> EXERCISE OBJECTIVE: If a line comes after the one containing "pub fn load_frame(&mut", leave it out; copy every line before it, and that line too, exactly as written, starting from the first line of the entries.

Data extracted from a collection
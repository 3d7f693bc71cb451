//! Deterministic backend driven from recorded frames.
//!
//! Holds exactly one [`Frame`] of raw input. Tests and the replay tool set the frame,
//! run a phase of sampling, then move on to the next frame.

use crate::backend::{InputBackend, KeyCode, PointerButton};
use glam::Vec2;
use std::collections::{BTreeMap, BTreeSet, HashSet};

/// Raw input state for a single host frame.
#[derive(Debug, Clone, Default, PartialEq)]
#[cfg_attr(feature = "config", derive(serde::Serialize, serde::Deserialize))]
#[cfg_attr(feature = "config", serde(default))]
pub struct Frame {
    /// Virtual buttons currently down
    pub buttons: BTreeSet<String>,
    /// Keyboard keys currently down
    pub keys: HashSet<KeyCode>,
    /// Pointer buttons currently down
    pub pointer_buttons: HashSet<PointerButton>,
    /// Analog axis values; missing axes read as 0
    pub axes: BTreeMap<String, f32>,
    /// Pointer position
    pub pointer: Vec2,
}

/// [`InputBackend`] that answers from a scripted [`Frame`].
#[derive(Debug, Clone, Default)]
pub struct ScriptedBackend {
    frame: Frame,
}

impl ScriptedBackend {
    pub fn new() -> Self {
        Self::default()
    }

    /// Replace the whole raw state with the next recorded frame.
    pub fn load_frame(&mut self, frame: Frame) {
        self.frame = frame;
    }

    pub fn frame(&self) -> &Frame {
        &self.frame
    }

    pub fn set_button(&mut self, id: impl Into<String>, down: bool) {
        let id = id.into();
        if down {
            self.frame.buttons.insert(id);
        } else {
            self.frame.buttons.remove(&id);
        }
    }

    pub fn set_key(&mut self, key: KeyCode, down: bool) {
        if down {
            self.frame.keys.insert(key);
        } else {
            self.frame.keys.remove(&key);
        }
    }

    pub fn set_pointer_button(&mut self, button: PointerButton, down: bool) {
        if down {
            self.frame.pointer_buttons.insert(button);
        } else {
            self.frame.pointer_buttons.remove(&button);
        }
    }

    pub fn set_axis_value(&mut self, id: impl Into<String>, value: f32) {
        self.frame.axes.insert(id.into(), value);
    }

    pub fn set_pointer_position(&mut self, position: Vec2) {
        self.frame.pointer = position;
    }

    /// Builder form of [`set_button`](Self::set_button) with `down = true`.
    pub fn press(mut self, id: impl Into<String>) -> Self {
        self.set_button(id, true);
        self
    }

    pub fn press_key(mut self, key: KeyCode) -> Self {
        self.set_key(key, true);
        self
    }

    pub fn press_pointer(mut self, button: PointerButton) -> Self {
        self.set_pointer_button(button, true);
        self
    }

    pub fn set_axis(mut self, id: impl Into<String>, value: f32) -> Self {
        self.set_axis_value(id, value);
        self
    }

    pub fn set_pointer(mut self, position: Vec2) -> Self {
        self.set_pointer_position(position);
        self
    }
}

impl InputBackend for ScriptedBackend {
    fn button(&self, id: &str) -> bool {
        self.frame.buttons.contains(id)
    }

    fn key(&self, key: KeyCode) -> bool {
        self.frame.keys.contains(&key)
    }

    fn pointer_button(&self, button: PointerButton) -> bool {
        self.frame.pointer_buttons.contains(&button)
    }

    fn axis(&self, id: &str) -> f32 {
        self.frame.axes.get(id).copied().unwrap_or(0.0)
    }

    fn pointer_position(&self) -> Vec2 {
        self.frame.pointer
    }
}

> TASK SOLUTION:
repository 3d7f693bc71cb451
//! Deterministic backend driven from recorded frames.
//!
//! Holds exactly one [`Frame`] of raw input. Tests and the replay tool set the frame,
//! run a phase of sampling, then move on to the next frame.

use crate::backend::{InputBackend, KeyCode, PointerButton};
use glam::Vec2;
use std::collections::{BTreeMap, BTreeSet, HashSet};

/// Raw input state for a single host frame.
#[derive(Debug, Clone, Default, PartialEq)]
#[cfg_attr(feature = "config", derive(serde::Serialize, serde::Deserialize))]
#[cfg_attr(feature = "config", serde(default))]
pub struct Frame {
    /// Virtual buttons currently down
    pub buttons: BTreeSet<String>,
    /// Keyboard keys currently down
    pub keys: HashSet<KeyCode>,
    /// Pointer buttons currently down
    pub pointer_buttons: HashSet<PointerButton>,
    /// Analog axis values; missing axes read as 0
    pub axes: BTreeMap<String, f32>,
    /// Pointer position
    pub pointer: Vec2,
}

/// [`InputBackend`] that answers from a scripted [`Frame`].
#[derive(Debug, Clone, Default)]
pub struct ScriptedBackend {
    frame: Frame,
}

impl ScriptedBackend {
    pub fn new() -> Self {
        Self::default()
    }

    /// Replace the whole raw state with the next recorded frame.
    pub fn load_frame(&mut self, frame: Frame) {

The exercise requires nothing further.